Here are our top 10 suggestions for practicing independence at home with young children.
We recommend practicing them a few at a time. It takes time and consistency to implement change, both for the parent and for the child.
- Foster independence: Don’t do for a child what they can do for themselves.
- Allow the child to speak for their self. Don’t speak for them to others.
- Build a vocabulary for emotions and feelings and practice expressing them. Use virtues language: patience, cooperativeness, courage, kindness, etc.
- Teach grace and courtesy in the home: How to interrupt politely; how to wait; how to say excuse me; how to cough and blow their nose, etc.
- Allow sufficient time for your child to dress their self. Provide a wardrobe that gives freedom of movement, independence, and no distractions (sparkles, lights, sounds).
- Provide a place to just dig. Allow your child to get totally dirty with no inhibitions, and time to “just be,” to play, explore, and create.
- Limit quantity of toys by storing and rotating them periodically. Organize them in containers on low shelves and give a workspace with aprons, mats, sponges, cloths, etc. for art activities that need clean up.

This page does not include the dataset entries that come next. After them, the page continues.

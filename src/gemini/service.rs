//! Remote service seams
//!
//! The handle cache and the query orchestrator talk to the remote service
//! through these traits so tests can substitute in-memory fakes.

use async_trait::async_trait;
use tokio::sync::mpsc;

use super::errors::GeminiError;
use super::types::{GenerateContentRequest, GenerateContentResponse, ModelInfo, RemoteFile};

/// Turns a file handle into a content-bearing object usable in generation
#[async_trait]
pub trait FileResolver: Send + Sync {
    /// Whatever the remote client hands back for a handle
    type Resolved: Send + Sync;

    /// Single-handle resolution call
    async fn resolve_handle(&self, handle: &str) -> Result<Self::Resolved, GeminiError>;
}

/// Generation endpoint
#[async_trait]
pub trait ContentGenerator: Send + Sync {
    /// One-shot generation
    async fn generate(
        &self,
        model: &str,
        request: &GenerateContentRequest,
    ) -> Result<GenerateContentResponse, GeminiError>;

    /// Streaming generation; yields text chunks as they arrive
    async fn generate_stream(
        &self,
        model: &str,
        request: &GenerateContentRequest,
    ) -> Result<mpsc::Receiver<Result<String, GeminiError>>, GeminiError>;

    /// Model metadata lookup
    async fn model_info(&self, model: &str) -> Result<ModelInfo, GeminiError>;

    /// Connection health as last observed
    fn health(&self) -> &'static str {
        "healthy"
    }

    /// Recent failures, newest last
    fn recent_errors(&self) -> Vec<String> {
        Vec::new()
    }
}

/// Upload endpoint
#[async_trait]
pub trait FileUploader: Send + Sync {
    /// Upload content and return the remote file once it is usable
    async fn upload_active(
        &self,
        data: Vec<u8>,
        display_name: &str,
        mime_type: &str,
    ) -> Result<RemoteFile, GeminiError>;
}
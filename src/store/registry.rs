//! Store Registry
//!
//! Persists which uploaded file handles belong to which logical store.
//! The registry is a single pretty-printed JSON object keyed by store name,
//! rewritten atomically on every change.

use std::collections::{BTreeMap, HashSet};
use std::fs;
use std::io::{self, Write};
use std::path::{Path, PathBuf};
use std::sync::{PoisonError, RwLock, RwLockReadGuard, RwLockWriteGuard};

use serde::{Deserialize, Serialize};
use tracing::{debug, info};

type Stores = BTreeMap<String, Vec<StoredFile>>;

#[derive(Debug, thiserror::Error)]
pub enum StoreError {
    #[error("Store '{0}' not found")]
    NotFound(String),

    #[error("Store name must not be empty")]
    InvalidName,

    #[error("Store registry I/O error at {}: {source}", .path.display())]
    Io {
        path: PathBuf,
        #[source]
        source: io::Error,
    },

    #[error("Store registry at {} is not valid JSON: {source}", .path.display())]
    Json {
        path: PathBuf,
        #[source]
        source: serde_json::Error,
    },
}

/// Custom metadata attached to an upload
#[derive(Debug, Clone, PartialEq, Serialize, Deserialize)]
pub struct CustomMetadata {
    pub key: String,
    #[serde(default, skip_serializing_if = "Option::is_none")]
    pub string_value: Option<String>,
    #[serde(default, skip_serializing_if = "Option::is_none")]
    pub numeric_value: Option<f64>,
}

impl CustomMetadata {
    pub fn string(key: impl Into<String>, value: impl Into<String>) -> Self {
        Self {
            key: key.into(),
            string_value: Some(value.into()),
            numeric_value: None,
        }
    }

    pub fn numeric(key: impl Into<String>, value: f64) -> Self {
        Self {
            key: key.into(),
            string_value: None,
            numeric_value: Some(value),
        }
    }
}

/// A file tracked in a store
#[derive(Debug, Clone, PartialEq, Serialize, Deserialize)]
pub struct StoredFile {
    /// Remote file handle ("files/abc123")
    pub name: String,
    pub display_name: String,
    pub size_bytes: u64,
    pub mime_type: String,
    #[serde(default)]
    pub metadata: Vec<CustomMetadata>,
}

/// Per-store summary for listings
#[derive(Debug, Clone, PartialEq, Serialize, Deserialize)]
#[serde(rename_all = "camelCase")]
pub struct StoreSummary {
    pub name: String,
    pub file_count: usize,
    pub total_bytes: u64,
}

/// JSON-backed mapping of store name to its files
pub struct StoreRegistry {
    path: PathBuf,
    stores: RwLock<Stores>,
}

fn validate_name(name: &str) -> Result<&str, StoreError> {
    let name = name.trim();
    if name.is_empty() {
        Err(StoreError::InvalidName)
    } else {
        Ok(name)
    }
}

impl StoreRegistry {
    /// Load the registry from `path`; a missing file is an empty registry
    pub fn load(path: impl Into<PathBuf>) -> Result<Self, StoreError> {
        let path = path.into();

        let stores = match fs::read_to_string(&path) {
            Ok(raw) if raw.trim().is_empty() => Stores::new(),
            Ok(raw) => serde_json::from_str(&raw).map_err(|source| StoreError::Json {
                path: path.clone(),
                source,
            })?,
            Err(e) if e.kind() == io::ErrorKind::NotFound => Stores::new(),
            Err(source) => {
                return Err(StoreError::Io {
                    path: path.clone(),
                    source,
                })
            }
        };

        debug!(path = %path.display(), stores = stores.len(), "Loaded store registry");

        Ok(Self {
            path,
            stores: RwLock::new(stores),
        })
    }

    pub fn path(&self) -> &Path {
        &self.path
    }

    fn read(&self) -> RwLockReadGuard<'_, Stores> {
        self.stores.read().unwrap_or_else(PoisonError::into_inner)
    }

    fn write(&self) -> RwLockWriteGuard<'_, Stores> {
        self.stores.write().unwrap_or_else(PoisonError::into_inner)
    }

    /// Write the registry atomically (temp file + rename)
    fn save(&self, stores: &Stores) -> Result<(), StoreError> {
        let io_err = |source: io::Error| StoreError::Io {
            path: self.path.clone(),
            source,
        };

        let parent = match self.path.parent() {
            Some(p) if !p.as_os_str().is_empty() => p.to_path_buf(),
            _ => PathBuf::from("."),
        };
        fs::create_dir_all(&parent).map_err(io_err)?;

        let json = serde_json::to_vec_pretty(stores).map_err(|source| StoreError::Json {
            path: self.path.clone(),
            source,
        })?;

        let mut tmp = tempfile::NamedTempFile::new_in(&parent).map_err(io_err)?;
        tmp.write_all(&json).map_err(io_err)?;
        tmp.persist(&self.path).map_err(|e| io_err(e.error))?;

        debug!(path = %self.path.display(), "Saved store registry");
        Ok(())
    }

    /// Persist `next` and only then make it the in-memory state, so a failed
    /// write leaves both copies as they were
    fn commit(&self, stores: &mut Stores, next: Stores) -> Result<(), StoreError> {
        self.save(&next)?;
        *stores = next;
        Ok(())
    }

    /// Create an empty store; returns false if it already existed
    pub fn create_store(&self, name: &str) -> Result<bool, StoreError> {
        let name = validate_name(name)?;
        let mut stores = self.write();
        if stores.contains_key(name) {
            return Ok(false);
        }
        let mut next = stores.clone();
        next.insert(name.to_string(), Vec::new());
        self.commit(&mut stores, next)?;
        info!(store = name, "Created store");
        Ok(true)
    }

    pub fn contains(&self, name: &str) -> bool {
        self.read().contains_key(name.trim())
    }

    pub fn list_stores(&self) -> Vec<StoreSummary> {
        self.read()
            .iter()
            .map(|(name, files)| StoreSummary {
                name: name.clone(),
                file_count: files.len(),
                total_bytes: files.iter().map(|f| f.size_bytes).sum(),
            })
            .collect()
    }

    /// Files of a store, in upload order
    pub fn list_files(&self, name: &str) -> Result<Vec<StoredFile>, StoreError> {
        self.read()
            .get(name.trim())
            .cloned()
            .ok_or_else(|| StoreError::NotFound(name.to_string()))
    }

    /// Handles of a store, in upload order
    pub fn get_handles(&self, name: &str) -> Result<Vec<String>, StoreError> {
        self.read()
            .get(name.trim())
            .map(|files| files.iter().map(|f| f.name.clone()).collect())
            .ok_or_else(|| StoreError::NotFound(name.to_string()))
    }

    /// Track a file in a store, creating the store if needed.
    /// Re-adding a handle replaces its record in place.
    pub fn add_file(&self, store: &str, file: StoredFile) -> Result<(), StoreError> {
        let store = validate_name(store)?;
        let mut stores = self.write();
        let mut next = stores.clone();
        let files = next.entry(store.to_string()).or_default();
        match files.iter_mut().find(|f| f.name == file.name) {
            Some(existing) => *existing = file,
            None => files.push(file),
        }
        self.commit(&mut stores, next)
    }

    /// Add several records to a store at once, skipping handles it already has
    pub fn add_files(&self, store: &str, new_files: Vec<StoredFile>) -> Result<usize, StoreError> {
        let store = validate_name(store)?;
        let mut stores = self.write();
        let mut next = stores.clone();
        let files = next.entry(store.to_string()).or_default();
        let mut seen: HashSet<String> = files.iter().map(|f| f.name.clone()).collect();

        let mut added = 0;
        for file in new_files {
            if seen.insert(file.name.clone()) {
                files.push(file);
                added += 1;
            }
        }
        self.commit(&mut stores, next)?;
        Ok(added)
    }

    /// Remove a store, returning the files it tracked so the caller can
    /// clean them up remotely
    pub fn delete_store(&self, name: &str) -> Result<Vec<StoredFile>, StoreError> {
        let mut stores = self.write();
        let mut next = stores.clone();
        let files = next
            .remove(name.trim())
            .ok_or_else(|| StoreError::NotFound(name.to_string()))?;
        self.commit(&mut stores, next)?;
        info!(store = name, files = files.len(), "Deleted store");
        Ok(files)
    }
}

#[cfg(test)]
mod tests {
    use super::*;
    use tempfile::TempDir;

    fn file(name: &str, size: u64) -> StoredFile {
        StoredFile {
            name: name.to_string(),
            display_name: format!("{}.txt", name.trim_start_matches("files/")),
            size_bytes: size,
            mime_type: "text/plain".to_string(),
            metadata: vec![],
        }
    }

    fn registry() -> (TempDir, StoreRegistry) {
        let dir = TempDir::new().unwrap();
        let registry = StoreRegistry::load(dir.path().join("data").join("stores.json")).unwrap();
        (dir, registry)
    }

    #[test]
    fn test_missing_file_is_empty_registry() {
        let (_dir, registry) = registry();
        assert!(registry.list_stores().is_empty());
        assert!(!registry.contains("docs"));
    }

    #[test]
    fn test_handles_keep_upload_order_and_persist() {
        let (_dir, registry) = registry();
        registry.create_store("docs").unwrap();
        registry.add_file("docs", file("files/b", 20)).unwrap();
        registry.add_file("docs", file("files/a", 10)).unwrap();

        assert_eq!(
            registry.get_handles("docs").unwrap(),
            vec!["files/b".to_string(), "files/a".to_string()]
        );

        let reloaded = StoreRegistry::load(registry.path()).unwrap();
        assert_eq!(reloaded.list_files("docs").unwrap(), registry.list_files("docs").unwrap());
        assert_eq!(
            reloaded.list_stores(),
            vec![StoreSummary {
                name: "docs".into(),
                file_count: 2,
                total_bytes: 30
            }]
        );
    }

    #[test]
    fn test_unknown_store_is_not_found() {
        let (_dir, registry) = registry();
        assert!(matches!(
            registry.get_handles("nope"),
            Err(StoreError::NotFound(name)) if name == "nope"
        ));
        assert!(matches!(registry.list_files("nope"), Err(StoreError::NotFound(_))));
        assert!(matches!(registry.delete_store("nope"), Err(StoreError::NotFound(_))));
    }

    #[test]
    fn test_create_store_is_idempotent() {
        let (_dir, registry) = registry();
        assert!(registry.create_store("docs").unwrap());
        registry.add_file("docs", file("files/a", 1)).unwrap();
        assert!(!registry.create_store("docs").unwrap());
        assert_eq!(registry.get_handles("docs").unwrap().len(), 1);
        assert!(matches!(registry.create_store("  "), Err(StoreError::InvalidName)));
    }

    #[test]
    fn test_add_file_creates_store_and_replaces_duplicates() {
        let (_dir, registry) = registry();
        registry.add_file("new", file("files/a", 1)).unwrap();
        registry.add_file("new", file("files/a", 5)).unwrap();

        let files = registry.list_files("new").unwrap();
        assert_eq!(files.len(), 1);
        assert_eq!(files[0].size_bytes, 5);
    }

    #[test]
    fn test_add_files_skips_known_handles() {
        let (_dir, registry) = registry();
        registry.add_file("docs", file("files/a", 1)).unwrap();
        let added = registry
            .add_files("docs", vec![file("files/a", 1), file("files/b", 2), file("files/b", 2)])
            .unwrap();
        assert_eq!(added, 1);
        assert_eq!(registry.get_handles("docs").unwrap().len(), 2);
    }

    #[test]
    fn test_delete_store_returns_files() {
        let (_dir, registry) = registry();
        registry.add_file("docs", file("files/a", 1)).unwrap();
        let removed = registry.delete_store("docs").unwrap();
        assert_eq!(removed.len(), 1);
        assert!(!registry.contains("docs"));

        let reloaded = StoreRegistry::load(registry.path()).unwrap();
        assert!(!reloaded.contains("docs"));
    }

    #[test]
    fn test_reads_registry_written_by_hand() {
        let dir = TempDir::new().unwrap();
        let path = dir.path().join("stores.json");
        fs::write(
            &path,
            r#"{
              "manuals": [
                {
                  "name": "files/xyz",
                  "display_name": "guide.pdf",
                  "size_bytes": 2048,
                  "mime_type": "application/pdf",
                  "metadata": [{"key": "document_type", "string_value": "manual"}]
                },
                {
                  "name": "files/old",
                  "display_name": "legacy.txt",
                  "size_bytes": 10,
                  "mime_type": "text/plain"
                }
              ]
            }"#,
        )
        .unwrap();

        let registry = StoreRegistry::load(&path).unwrap();
        let files = registry.list_files("manuals").unwrap();
        assert_eq!(files[0].metadata, vec![CustomMetadata::string("document_type", "manual")]);
        assert!(files[1].metadata.is_empty());
    }

    #[test]
    fn test_failed_save_leaves_state_unchanged() {
        let dir = TempDir::new().unwrap();
        let data = dir.path().join("data");
        let registry = StoreRegistry::load(data.join("stores.json")).unwrap();
        registry.add_file("kept", file("files/a", 1)).unwrap();

        // a regular file where the data directory should be makes every save fail
        fs::remove_dir_all(&data).unwrap();
        fs::write(&data, "blocker").unwrap();

        assert!(matches!(registry.create_store("docs"), Err(StoreError::Io { .. })));
        assert!(!registry.contains("docs"));
        assert!(registry.create_store("docs").is_err());

        assert!(registry.add_file("kept", file("files/b", 2)).is_err());
        assert!(registry.add_files("kept", vec![file("files/c", 3)]).is_err());
        assert_eq!(registry.get_handles("kept").unwrap(), vec!["files/a".to_string()]);

        assert!(registry.delete_store("kept").is_err());
        assert!(registry.contains("kept"));
    }

    #[test]
    fn test_corrupt_registry_is_an_error() {
        let dir = TempDir::new().unwrap();
        let path = dir.path().join("stores.json");
        fs::write(&path, "{not json").unwrap();
        assert!(matches!(StoreRegistry::load(&path), Err(StoreError::Json { .. })));
    }
}
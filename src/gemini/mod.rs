//! Gemini API client (remote file service + generation endpoint)

pub mod client;
pub mod errors;
pub mod service;
pub mod types;

pub use client::{GeminiClient, DEFAULT_API_BASE};
pub use errors::GeminiError;
pub use service::{ContentGenerator, FileResolver, FileUploader};
pub use types::*;
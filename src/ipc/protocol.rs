//! Serve-mode wire protocol
//!
//! Newline-delimited JSON over a Unix domain socket. Each line from a client
//! is one [`Command`]; the server answers each with exactly one [`Response`]
//! line.

use serde::{Deserialize, Serialize};

use crate::query::SearchResponse;
use crate::store::StoreSummary;

/// Protocol version for future compatibility
pub const PROTOCOL_VERSION: u32 = 1;

/// Commands sent by clients
#[derive(Debug, Clone, PartialEq, Deserialize)]
#[serde(tag = "type", rename_all = "camelCase")]
pub enum Command {
    /// Search a store (the server's default store when omitted)
    #[serde(rename_all = "camelCase")]
    Search {
        query: String,
        #[serde(default)]
        store: Option<String>,
        #[serde(default)]
        max_files: Option<usize>,
    },
    #[serde(rename_all = "camelCase")]
    Ask {
        question: String,
        #[serde(default)]
        store: Option<String>,
        #[serde(default)]
        context: Option<String>,
    },
    #[serde(rename_all = "camelCase")]
    Summarize {
        #[serde(default)]
        store: Option<String>,
        #[serde(default)]
        topic: Option<String>,
    },
    ListStores,
    /// Drop every cached file handle
    ClearCache,
    GetStatus,
}

/// Handle cache counters reported by `getStatus`
#[derive(Debug, Clone, PartialEq, Serialize)]
#[serde(rename_all = "camelCase")]
pub struct CacheInfo {
    pub entries: usize,
    pub hits: u64,
    pub misses: u64,
    pub ttl_secs: u64,
}

/// Responses sent back to clients
#[derive(Debug, Clone, Serialize)]
#[serde(tag = "type", rename_all = "camelCase")]
pub enum Response {
    #[serde(rename_all = "camelCase")]
    Answer { response: SearchResponse },
    #[serde(rename_all = "camelCase")]
    Stores { stores: Vec<StoreSummary> },
    #[serde(rename_all = "camelCase")]
    Success { message: Option<String> },
    #[serde(rename_all = "camelCase")]
    Error { error: String },
    #[serde(rename_all = "camelCase")]
    Status {
        version: u32,
        healthy: bool,
        remote_health: String,
        model: String,
        default_store: String,
        cache: CacheInfo,
        recent_errors: Vec<String>,
    },
}

/// Parse a JSON command from bytes
pub fn parse_command(data: &[u8]) -> Result<Command, serde_json::Error> {
    serde_json::from_slice(data)
}

/// Serialize a response to JSON bytes
pub fn serialize_response(response: &Response) -> Result<Vec<u8>, serde_json::Error> {
    let mut json = serde_json::to_vec(response)?;
    json.push(b'\n');
    Ok(json)
}
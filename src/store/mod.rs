//! Local store bookkeeping

pub mod organize;
pub mod registry;

pub use registry::{CustomMetadata, StoreError, StoreRegistry, StoreSummary, StoredFile};
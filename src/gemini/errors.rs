//! Gemini API Error Types
//!
//! Structured error handling for Gemini file and generation calls.
//! Maps HTTP status codes to specific error variants for retry decisions.

use serde::Deserialize;

/// Gemini API error types
#[derive(Debug, Clone, thiserror::Error)]
pub enum GeminiError {
    #[error("Invalid request: {0}")]
    InvalidRequest(String),

    #[error("Permission denied: {0}")]
    PermissionDenied(String),

    #[error("Not found: {0}")]
    NotFound(String),

    #[error("Rate limited, try again after backoff")]
    RateLimited,

    #[error("Network error: {0}")]
    Network(String),

    #[error("Server error ({0}): {1}")]
    Server(u16, String),

    #[error("Request timeout")]
    Timeout,

    #[error("Malformed response: {0}")]
    Decode(String),

    #[error("Upload failed: {0}")]
    Upload(String),

    #[error("Request error: {0}")]
    Request(String),
}

/// Google API error envelope: `{"error": {"code", "message", "status"}}`
#[derive(Debug, Deserialize)]
struct ErrorEnvelope {
    error: ErrorBody,
}

#[derive(Debug, Deserialize)]
struct ErrorBody {
    #[serde(default)]
    message: String,
}

/// Pull the human readable message out of a Google error body, falling
/// back to the raw body when it isn't the usual envelope.
fn error_message(body: &str) -> String {
    match serde_json::from_str::<ErrorEnvelope>(body) {
        Ok(envelope) if !envelope.error.message.is_empty() => envelope.error.message,
        _ => body.trim().to_string(),
    }
}

impl GeminiError {
    /// Whether this error is worth retrying (transient network/server trouble)
    pub fn is_transient(&self) -> bool {
        matches!(
            self,
            GeminiError::RateLimited
                | GeminiError::Timeout
                | GeminiError::Network(_)
                | GeminiError::Server(_, _)
        )
    }

    /// Create a GeminiError from an HTTP status code and response body
    pub fn from_status(status: u16, body: &str) -> Self {
        let message = error_message(body);
        match status {
            400 => GeminiError::InvalidRequest(message),
            401 | 403 => GeminiError::PermissionDenied(message),
            404 => GeminiError::NotFound(message),
            408 => GeminiError::Timeout,
            429 => GeminiError::RateLimited,
            500..=599 => GeminiError::Server(status, message),
            _ => GeminiError::Request(format!("HTTP {}: {}", status, message)),
        }
    }
}

impl From<reqwest::Error> for GeminiError {
    fn from(err: reqwest::Error) -> Self {
        if err.is_timeout() {
            GeminiError::Timeout
        } else if err.is_connect() {
            GeminiError::Network(err.to_string())
        } else if err.is_decode() {
            GeminiError::Decode(err.to_string())
        } else if let Some(status) = err.status() {
            GeminiError::from_status(status.as_u16(), &err.to_string())
        } else {
            GeminiError::Request(err.to_string())
        }
    }
}
//! IPC Server - Unix socket server for serve mode
//!
//! Accepts connections and answers queries against one shared orchestrator,
//! so every client benefits from the same handle cache.

use anyhow::{Context, Result};
use std::path::{Path, PathBuf};
use std::sync::Arc;
use tokio::io::{AsyncBufReadExt, AsyncWriteExt, BufReader};
use tokio::net::{UnixListener, UnixStream};
use tokio::sync::RwLock;
use tracing::{debug, error, info, warn};

use crate::gemini::{ContentGenerator, FileResolver, RemoteFile};
use crate::ipc::protocol::{
    parse_command, serialize_response, CacheInfo, Command, Response, PROTOCOL_VERSION,
};
use crate::query::{QueryOrchestrator, SearchOptions, SearchResponse};

/// Shared state handed to each connection
pub struct ServeContext<R, G>
where
    R: FileResolver<Resolved = RemoteFile>,
    G: ContentGenerator,
{
    pub orchestrator: Arc<QueryOrchestrator<R, G>>,
    pub default_store: String,
}

/// IPC Server that listens for commands on a Unix socket
pub struct IpcServer<R, G>
where
    R: FileResolver<Resolved = RemoteFile>,
    G: ContentGenerator,
{
    context: Arc<ServeContext<R, G>>,
    socket_path: PathBuf,
    listener: Option<UnixListener>,
    /// Active connections counter
    connection_count: Arc<RwLock<u32>>,
}

impl<R, G> IpcServer<R, G>
where
    R: FileResolver<Resolved = RemoteFile> + 'static,
    G: ContentGenerator + 'static,
{
    pub fn new(context: ServeContext<R, G>, socket_path: impl Into<PathBuf>) -> Self {
        Self {
            context: Arc::new(context),
            socket_path: socket_path.into(),
            listener: None,
            connection_count: Arc::new(RwLock::new(0)),
        }
    }

    pub fn socket_path(&self) -> &Path {
        &self.socket_path
    }

    /// Bind the socket, replacing a stale socket file
    pub async fn start(&mut self) -> Result<()> {
        if self.socket_path.exists() {
            std::fs::remove_file(&self.socket_path)
                .context("Failed to remove existing socket file")?;
        }

        let listener = UnixListener::bind(&self.socket_path).with_context(|| {
            format!("Failed to bind Unix socket {}", self.socket_path.display())
        })?;

        info!(socket_path = %self.socket_path.display(), "IPC server started");

        self.listener = Some(listener);
        Ok(())
    }

    /// Accept connections until the task is dropped
    pub async fn run(&self) -> Result<()> {
        let listener = self.listener.as_ref().context("Server not started")?;

        loop {
            match listener.accept().await {
                Ok((stream, _)) => {
                    let context = Arc::clone(&self.context);
                    let connection_count = Arc::clone(&self.connection_count);

                    tokio::spawn(async move {
                        if let Err(e) = handle_connection(stream, context, connection_count).await {
                            error!(error = %e, "Connection handler error");
                        }
                    });
                }
                Err(e) => {
                    error!(error = %e, "Failed to accept connection");
                }
            }
        }
    }

    /// Remove the socket file
    pub fn stop(&self) -> Result<()> {
        if self.socket_path.exists() {
            std::fs::remove_file(&self.socket_path).context("Failed to remove socket file")?;
        }
        info!("IPC server stopped");
        Ok(())
    }
}

/// Handle a single client connection
async fn handle_connection<R, G>(
    stream: UnixStream,
    context: Arc<ServeContext<R, G>>,
    connection_count: Arc<RwLock<u32>>,
) -> Result<()>
where
    R: FileResolver<Resolved = RemoteFile>,
    G: ContentGenerator,
{
    {
        let mut count = connection_count.write().await;
        *count += 1;
        debug!(count = *count, "New connection");
    }

    let (reader, mut writer) = stream.into_split();
    let mut buf_reader = BufReader::new(reader);
    let mut line = String::new();

    loop {
        line.clear();
        match buf_reader.read_line(&mut line).await {
            Ok(0) => {
                debug!("Connection closed by client");
                break;
            }
            Ok(_) => {
                let trimmed = line.trim();
                if trimmed.is_empty() {
                    continue;
                }

                debug!(command = %trimmed, "Received command");

                let response = match parse_command(trimmed.as_bytes()) {
                    Ok(command) => process_command(command, &context).await,
                    Err(e) => {
                        warn!(error = %e, command = %trimmed, "Failed to parse command");
                        Response::Error {
                            error: format!("Invalid command: {}", e),
                        }
                    }
                };

                match serialize_response(&response) {
                    Ok(json) => {
                        if let Err(e) = writer.write_all(&json).await {
                            error!(error = %e, "Failed to write response");
                            break;
                        }
                    }
                    Err(e) => {
                        error!(error = %e, "Failed to serialize response");
                    }
                }
            }
            Err(e) => {
                error!(error = %e, "Failed to read from socket");
                break;
            }
        }
    }

    {
        let mut count = connection_count.write().await;
        *count = count.saturating_sub(1);
        debug!(count = *count, "Connection ended");
    }

    Ok(())
}

fn answer(result: Result<SearchResponse>) -> Response {
    match result {
        Ok(response) => Response::Answer { response },
        Err(e) => Response::Error {
            error: format!("{:#}", e),
        },
    }
}

/// Process a command and return a response
pub async fn process_command<R, G>(command: Command, context: &ServeContext<R, G>) -> Response
where
    R: FileResolver<Resolved = RemoteFile>,
    G: ContentGenerator,
{
    let orchestrator = &context.orchestrator;
    let store_or_default = |store: Option<String>| store.unwrap_or_else(|| context.default_store.clone());

    match command {
        Command::Search {
            query,
            store,
            max_files,
        } => {
            let store = store_or_default(store);
            info!(store = %store, "Processing search command");
            let mut options = SearchOptions::default();
            if max_files.is_some() {
                options.max_files = max_files;
            }
            answer(orchestrator.search_and_generate(&query, &store, &options).await)
        }

        Command::Ask {
            question,
            store,
            context: extra,
        } => {
            let store = store_or_default(store);
            info!(store = %store, "Processing ask command");
            answer(
                orchestrator
                    .ask_question(&question, &store, extra.as_deref())
                    .await,
            )
        }

        Command::Summarize { store, topic } => {
            let store = store_or_default(store);
            info!(store = %store, "Processing summarize command");
            answer(
                orchestrator
                    .summarize_documents(&store, topic.as_deref())
                    .await,
            )
        }

        Command::ListStores => Response::Stores {
            stores: orchestrator.registry().list_stores(),
        },

        Command::ClearCache => {
            orchestrator.clear_cache();
            Response::Success {
                message: Some("File cache cleared".to_string()),
            }
        }

        Command::GetStatus => {
            debug!("Processing getStatus command");
            let stats = orchestrator.cache_stats();
            let remote_health = orchestrator.remote_health();

            Response::Status {
                version: PROTOCOL_VERSION,
                healthy: remote_health == "healthy",
                remote_health: remote_health.to_string(),
                model: orchestrator.current_model(),
                default_store: context.default_store.clone(),
                cache: CacheInfo {
                    entries: stats.entries,
                    hits: stats.hits,
                    misses: stats.misses,
                    ttl_secs: orchestrator.cache_ttl().as_secs(),
                },
                recent_errors: orchestrator.recent_errors(),
            }
        }
    }
}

- From the earliest age give your child the responsibility to pick up after them selves: Put toys to away, put dirty clothes in hamper, clear dishes from the table, etc.
- Do food preparation together. Make snacks accessible: A small pitcher of water on a low shelf in the refrigerator, cut up fruit and veggies; glasses, plates and cutlery in a low cupboard.
- Eliminate or strictly limit TV watching– replace with activities that are not passive.